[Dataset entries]

= = = =

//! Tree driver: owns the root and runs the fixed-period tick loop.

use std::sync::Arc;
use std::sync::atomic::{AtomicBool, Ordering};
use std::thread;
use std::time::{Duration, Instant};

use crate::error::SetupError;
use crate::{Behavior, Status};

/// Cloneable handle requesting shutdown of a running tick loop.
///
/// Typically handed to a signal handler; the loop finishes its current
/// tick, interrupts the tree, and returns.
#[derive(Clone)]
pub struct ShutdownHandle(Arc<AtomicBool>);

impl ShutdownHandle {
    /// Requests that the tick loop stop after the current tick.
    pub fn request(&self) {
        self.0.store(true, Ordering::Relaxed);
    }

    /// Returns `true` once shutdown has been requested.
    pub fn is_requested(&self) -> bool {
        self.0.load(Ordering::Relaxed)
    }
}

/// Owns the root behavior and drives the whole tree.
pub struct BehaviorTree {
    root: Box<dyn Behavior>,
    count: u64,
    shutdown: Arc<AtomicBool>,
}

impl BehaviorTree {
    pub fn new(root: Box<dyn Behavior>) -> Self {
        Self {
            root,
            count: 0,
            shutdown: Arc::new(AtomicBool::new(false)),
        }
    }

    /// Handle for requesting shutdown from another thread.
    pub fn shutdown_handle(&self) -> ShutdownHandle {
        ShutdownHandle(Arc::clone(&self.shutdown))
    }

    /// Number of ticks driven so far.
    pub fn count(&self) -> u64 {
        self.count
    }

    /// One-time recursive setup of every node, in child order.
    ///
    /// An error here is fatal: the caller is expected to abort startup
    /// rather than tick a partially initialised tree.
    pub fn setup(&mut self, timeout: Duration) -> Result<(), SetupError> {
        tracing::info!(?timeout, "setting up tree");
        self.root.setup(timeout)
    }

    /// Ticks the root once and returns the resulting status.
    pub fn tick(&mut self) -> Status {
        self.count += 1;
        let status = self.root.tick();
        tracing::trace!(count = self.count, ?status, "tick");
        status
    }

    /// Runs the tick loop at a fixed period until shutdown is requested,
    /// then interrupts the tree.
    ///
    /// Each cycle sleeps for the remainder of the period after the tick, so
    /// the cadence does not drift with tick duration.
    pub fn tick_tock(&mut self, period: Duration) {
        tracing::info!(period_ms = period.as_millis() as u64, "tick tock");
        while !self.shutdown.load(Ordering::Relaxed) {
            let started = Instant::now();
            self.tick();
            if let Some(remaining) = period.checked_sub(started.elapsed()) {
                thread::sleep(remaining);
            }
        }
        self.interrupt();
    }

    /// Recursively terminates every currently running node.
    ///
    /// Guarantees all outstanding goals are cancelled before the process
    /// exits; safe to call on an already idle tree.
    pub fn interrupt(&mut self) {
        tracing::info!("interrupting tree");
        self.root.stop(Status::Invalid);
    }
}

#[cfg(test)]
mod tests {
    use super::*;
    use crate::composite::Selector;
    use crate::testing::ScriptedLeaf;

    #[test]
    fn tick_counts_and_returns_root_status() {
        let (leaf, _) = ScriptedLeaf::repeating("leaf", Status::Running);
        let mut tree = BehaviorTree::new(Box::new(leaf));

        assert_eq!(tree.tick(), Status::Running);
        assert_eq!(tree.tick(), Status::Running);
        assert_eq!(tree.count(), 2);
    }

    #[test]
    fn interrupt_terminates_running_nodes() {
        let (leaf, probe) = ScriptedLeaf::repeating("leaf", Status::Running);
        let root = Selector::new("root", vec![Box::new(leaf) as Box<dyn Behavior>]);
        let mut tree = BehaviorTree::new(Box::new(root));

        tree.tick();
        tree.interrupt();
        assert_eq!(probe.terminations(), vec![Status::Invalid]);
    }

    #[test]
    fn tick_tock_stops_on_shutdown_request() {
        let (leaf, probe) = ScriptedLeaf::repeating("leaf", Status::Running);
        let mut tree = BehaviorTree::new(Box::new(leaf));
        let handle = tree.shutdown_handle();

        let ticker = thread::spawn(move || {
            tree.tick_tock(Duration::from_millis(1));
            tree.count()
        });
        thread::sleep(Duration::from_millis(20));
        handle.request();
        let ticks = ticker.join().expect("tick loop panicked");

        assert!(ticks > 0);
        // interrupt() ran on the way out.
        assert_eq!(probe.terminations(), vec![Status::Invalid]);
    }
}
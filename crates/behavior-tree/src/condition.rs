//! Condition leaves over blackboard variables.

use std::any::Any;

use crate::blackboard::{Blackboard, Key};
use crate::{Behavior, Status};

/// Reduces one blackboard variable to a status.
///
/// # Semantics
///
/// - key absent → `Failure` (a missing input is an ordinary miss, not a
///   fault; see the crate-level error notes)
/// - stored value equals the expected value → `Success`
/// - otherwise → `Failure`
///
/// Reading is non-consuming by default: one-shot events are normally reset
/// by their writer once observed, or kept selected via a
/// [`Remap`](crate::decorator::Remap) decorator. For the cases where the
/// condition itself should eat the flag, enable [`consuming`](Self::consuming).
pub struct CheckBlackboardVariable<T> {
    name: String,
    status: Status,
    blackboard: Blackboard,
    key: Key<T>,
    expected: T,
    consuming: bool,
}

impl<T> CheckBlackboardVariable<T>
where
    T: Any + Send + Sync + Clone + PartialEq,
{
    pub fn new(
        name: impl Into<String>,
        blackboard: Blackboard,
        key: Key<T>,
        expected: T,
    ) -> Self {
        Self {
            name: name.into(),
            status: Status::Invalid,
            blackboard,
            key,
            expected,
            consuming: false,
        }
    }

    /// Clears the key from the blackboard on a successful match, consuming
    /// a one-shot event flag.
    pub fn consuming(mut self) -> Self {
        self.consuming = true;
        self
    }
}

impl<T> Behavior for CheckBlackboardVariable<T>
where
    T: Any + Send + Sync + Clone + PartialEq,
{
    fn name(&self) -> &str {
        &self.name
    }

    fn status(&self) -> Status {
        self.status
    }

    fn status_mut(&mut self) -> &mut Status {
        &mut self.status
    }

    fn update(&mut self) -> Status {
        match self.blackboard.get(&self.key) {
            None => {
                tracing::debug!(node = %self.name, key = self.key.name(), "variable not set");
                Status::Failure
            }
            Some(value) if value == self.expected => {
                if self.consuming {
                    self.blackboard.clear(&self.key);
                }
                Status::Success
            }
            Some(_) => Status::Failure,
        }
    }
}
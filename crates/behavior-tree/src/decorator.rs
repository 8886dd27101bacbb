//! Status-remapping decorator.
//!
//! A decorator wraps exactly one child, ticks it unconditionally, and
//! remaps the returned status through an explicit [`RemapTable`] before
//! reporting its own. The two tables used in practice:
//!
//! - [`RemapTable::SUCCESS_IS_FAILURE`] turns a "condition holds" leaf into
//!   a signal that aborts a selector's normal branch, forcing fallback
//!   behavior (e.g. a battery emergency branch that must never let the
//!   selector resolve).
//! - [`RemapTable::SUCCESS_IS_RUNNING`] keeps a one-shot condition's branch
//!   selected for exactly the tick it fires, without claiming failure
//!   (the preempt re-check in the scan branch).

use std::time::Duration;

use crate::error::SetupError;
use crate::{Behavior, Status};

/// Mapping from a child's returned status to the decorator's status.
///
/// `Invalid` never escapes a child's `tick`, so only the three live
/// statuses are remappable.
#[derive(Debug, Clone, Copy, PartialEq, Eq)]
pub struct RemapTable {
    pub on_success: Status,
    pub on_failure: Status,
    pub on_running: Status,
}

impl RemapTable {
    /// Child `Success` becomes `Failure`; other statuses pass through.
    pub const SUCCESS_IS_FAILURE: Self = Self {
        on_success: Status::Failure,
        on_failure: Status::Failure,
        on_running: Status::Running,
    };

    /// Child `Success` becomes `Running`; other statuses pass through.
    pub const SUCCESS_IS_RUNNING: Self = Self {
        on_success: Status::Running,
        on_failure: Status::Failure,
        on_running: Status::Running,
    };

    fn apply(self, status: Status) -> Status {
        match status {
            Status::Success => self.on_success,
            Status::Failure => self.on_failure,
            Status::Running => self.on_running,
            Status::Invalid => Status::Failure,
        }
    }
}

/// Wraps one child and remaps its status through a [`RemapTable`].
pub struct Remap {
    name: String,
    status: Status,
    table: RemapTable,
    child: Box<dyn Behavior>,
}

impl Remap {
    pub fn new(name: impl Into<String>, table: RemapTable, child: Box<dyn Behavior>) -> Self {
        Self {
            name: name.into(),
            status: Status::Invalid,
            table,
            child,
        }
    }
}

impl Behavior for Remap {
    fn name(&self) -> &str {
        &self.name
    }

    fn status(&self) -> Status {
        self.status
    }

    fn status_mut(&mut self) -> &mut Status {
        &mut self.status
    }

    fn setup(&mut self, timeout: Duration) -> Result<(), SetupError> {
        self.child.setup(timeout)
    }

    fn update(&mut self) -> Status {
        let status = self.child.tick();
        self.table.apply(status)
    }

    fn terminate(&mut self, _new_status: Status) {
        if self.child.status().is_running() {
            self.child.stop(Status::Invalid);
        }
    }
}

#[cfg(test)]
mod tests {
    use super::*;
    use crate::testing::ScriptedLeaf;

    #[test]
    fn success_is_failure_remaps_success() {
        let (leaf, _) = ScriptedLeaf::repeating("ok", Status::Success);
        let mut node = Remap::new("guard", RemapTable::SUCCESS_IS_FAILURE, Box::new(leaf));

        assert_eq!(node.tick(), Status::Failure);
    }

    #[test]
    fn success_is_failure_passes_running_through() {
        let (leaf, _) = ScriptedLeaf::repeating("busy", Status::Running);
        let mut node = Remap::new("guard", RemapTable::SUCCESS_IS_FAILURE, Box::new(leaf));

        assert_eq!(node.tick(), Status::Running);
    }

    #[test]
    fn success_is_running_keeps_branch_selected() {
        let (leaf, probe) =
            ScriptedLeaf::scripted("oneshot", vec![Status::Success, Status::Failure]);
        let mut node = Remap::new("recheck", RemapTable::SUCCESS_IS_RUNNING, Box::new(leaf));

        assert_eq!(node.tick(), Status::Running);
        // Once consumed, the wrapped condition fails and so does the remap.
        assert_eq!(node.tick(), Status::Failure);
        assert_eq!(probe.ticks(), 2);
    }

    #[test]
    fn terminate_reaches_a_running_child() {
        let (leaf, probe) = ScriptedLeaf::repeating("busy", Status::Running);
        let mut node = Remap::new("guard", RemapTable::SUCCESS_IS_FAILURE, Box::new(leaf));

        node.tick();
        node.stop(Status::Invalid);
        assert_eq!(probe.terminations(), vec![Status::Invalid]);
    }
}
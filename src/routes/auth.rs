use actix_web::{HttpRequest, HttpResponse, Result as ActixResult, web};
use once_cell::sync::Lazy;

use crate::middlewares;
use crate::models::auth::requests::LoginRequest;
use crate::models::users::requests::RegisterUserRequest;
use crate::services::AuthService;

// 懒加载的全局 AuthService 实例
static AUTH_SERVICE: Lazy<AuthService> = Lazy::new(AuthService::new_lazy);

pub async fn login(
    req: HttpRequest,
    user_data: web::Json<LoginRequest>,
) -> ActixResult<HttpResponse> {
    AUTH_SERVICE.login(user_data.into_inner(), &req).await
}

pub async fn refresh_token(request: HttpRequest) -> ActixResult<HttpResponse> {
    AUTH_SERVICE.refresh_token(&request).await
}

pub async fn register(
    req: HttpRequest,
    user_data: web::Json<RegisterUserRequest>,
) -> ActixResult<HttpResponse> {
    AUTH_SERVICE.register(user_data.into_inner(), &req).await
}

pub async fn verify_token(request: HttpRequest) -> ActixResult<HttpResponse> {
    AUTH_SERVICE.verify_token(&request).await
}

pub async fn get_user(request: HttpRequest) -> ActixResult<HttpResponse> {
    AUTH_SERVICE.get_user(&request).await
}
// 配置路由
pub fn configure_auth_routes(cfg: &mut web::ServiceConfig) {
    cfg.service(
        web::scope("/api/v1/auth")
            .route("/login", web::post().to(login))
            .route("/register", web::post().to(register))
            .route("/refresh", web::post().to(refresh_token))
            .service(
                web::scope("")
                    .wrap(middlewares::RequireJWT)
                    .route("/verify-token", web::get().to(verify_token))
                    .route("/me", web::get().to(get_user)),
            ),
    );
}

= = = =

• Directions: Find the word "SetupError" in the entries above. Copy every line that has it.

• Response:
use crate::error::SetupError;
    pub fn setup(&mut self, timeout: Duration) -> Result<(), SetupError> {
use crate::error::SetupError;
    fn setup(&mut self, timeout: Duration) -> Result<(), SetupError> {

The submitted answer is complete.